Entries shown below:
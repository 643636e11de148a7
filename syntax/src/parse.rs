use anyhow::Result;

use crate::ast::Param;

#[derive(Debug, thiserror::Error)]
#[error("ParseError on line '{line}': {msg}")]
pub struct Error {
    msg: String,
    pos: usize,
    line: String,
}

impl Error {
    fn new(text: &str, pos: usize, msg: String) -> Self {
        // isolate the line in question:
        let before = &text[0..pos];
        let after = &text[pos..text.len()];
        let prefix: String = before.chars().rev().take_while(|&c| c != '\n').collect();
        let prefix: String = prefix.chars().rev().collect();
        let suffix: String = after.chars().take_while(|&c| c != '\n').collect();
        let line = prefix + &suffix;
        Self { msg, pos, line }
    }
}

// since converting combine's errors is a lifetime nightmare,
// we just stringify the error before returning it.
macro_rules! easy_parse {
    ($parser:expr, $text:expr) => {{
        use combine::EasyParser;
        let text: &str = $text;
        $parser
            .easy_parse(text)
            .map(|(parsed, _remainder)| parsed)
            .map_err(|e| {
                let pos = e.position.translate_position(text);
                anyhow::Error::from(Error::new(text, pos, format!("{}", e)))
            })
    }};
}

/// Parse a signature like `build(scheduler, size=10)`.
/// Everything before the first `(` and after the matching `)` is ignored.
pub fn parse_signature(text: &str) -> Result<Vec<Param<'_>>> {
    easy_parse!(signature::signature(), text)
}

/// Parse a bare parameter list like `scheduler, size=10`.
pub fn parse_params(text: &str) -> Result<Vec<Param<'_>>> {
    use combine::parser::char::spaces;
    use combine::{eof, Parser};
    easy_parse!(spaces().with(param::params()).skip(eof()), text)
}

/// Parse a single parameter like `size=10`.
pub fn parse_param(text: &str) -> Result<Param<'_>> {
    use combine::{eof, Parser};
    easy_parse!(util::lex(param::param()).skip(eof()), text)
}

pub mod prelude {
    pub use combine::parser::char::char;
    pub use combine::parser::range::recognize;
    pub use combine::*;
}

pub mod util {

    use super::prelude::*;
    use combine::parser::char::{alpha_num, letter, spaces};

    p! {
        ident_start() -> char, {
            char('_').or(char('$')).or(letter())
        }
    }

    p! {
        ident_rest() -> (), {
            skip_many(char('_').or(char('$')).or(alpha_num()))
        }
    }

    p! {
        ident() -> &'a str, {
            recognize(ident_start().and(ident_rest()))
        }
    }

    wrapper! {
        lex(parser), {
            spaces().with(parser).skip(spaces())
        }
    }

    wrapper! {
        parens(parser), {
            char('(').with(parser).skip(char(')'))
        }
    }

}

/// Default-value expressions. We only need their extent here;
/// classifying them is left to the caller.
mod literal {

    use super::prelude::*;

    p! {
        double_quoted() -> &'a str, {
            recognize(char('"').and(skip_many(none_of("\"".chars()))).and(char('"')))
        }
    }

    p! {
        single_quoted() -> &'a str, {
            recognize(char('\'').and(skip_many(none_of("'".chars()))).and(char('\'')))
        }
    }

    p! {
        quoted() -> &'a str, {
            double_quoted().or(single_quoted())
        }
    }

    p! {
        nested_item() -> (), {
            choice!(
                quoted().map(|_| ()),
                nested().map(|_| ()),
                skip_many1(none_of("[]{}\"'".chars()))
            )
        }
    }

    // json-ish arrays and objects; commas inside them don't end the parameter.
    p! {
        nested() -> &'a str, {
            recognize(
                char('[').with(skip_many(nested_item())).skip(char(']'))
                    .or(char('{').with(skip_many(nested_item())).skip(char('}')))
            )
        }
    }

    p! {
        bare() -> &'a str, {
            recognize(skip_many1(none_of(",)".chars()))).map(|text: &'a str| text.trim())
        }
    }

    p! {
        default_expr() -> &'a str, {
            choice!(quoted(), nested(), bare())
        }
    }

}

mod param {

    use super::literal::default_expr;
    use super::prelude::*;
    use super::util::{ident, lex};
    use crate::ast::Param;

    p! {
        param() -> Param<'a>, {
            lex(ident())
                .and(optional(char('=').with(lex(default_expr()))))
                .map(|(name, default)| Param::new(name, default))
        }
    }

    p! {
        params() -> Vec<Param<'a>>, {
            // empty entries (e.g. a trailing comma) are dropped:
            sep_by(lex(optional(param())), char(','))
                .map(|params: Vec<Option<Param<'a>>>| params.into_iter().flatten().collect())
        }
    }

}

mod signature {

    use super::param::params;
    use super::prelude::*;
    use super::util::parens;
    use crate::ast::Param;

    p! {
        signature() -> Vec<Param<'a>>, {
            skip_many(none_of("(".chars())).with(parens(params()))
        }
    }
}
End of Entries shown.
**About this task**
Lines holding the string "before" must be copied out of the entries above.

**Exercise response**
        let before = &text[0..pos];
        let prefix: String = before.chars().rev().take_while(|&c| c != '\n').collect();
// we just stringify the error before returning it.
/// Everything before the first `(` and after the matching `)` is ignored.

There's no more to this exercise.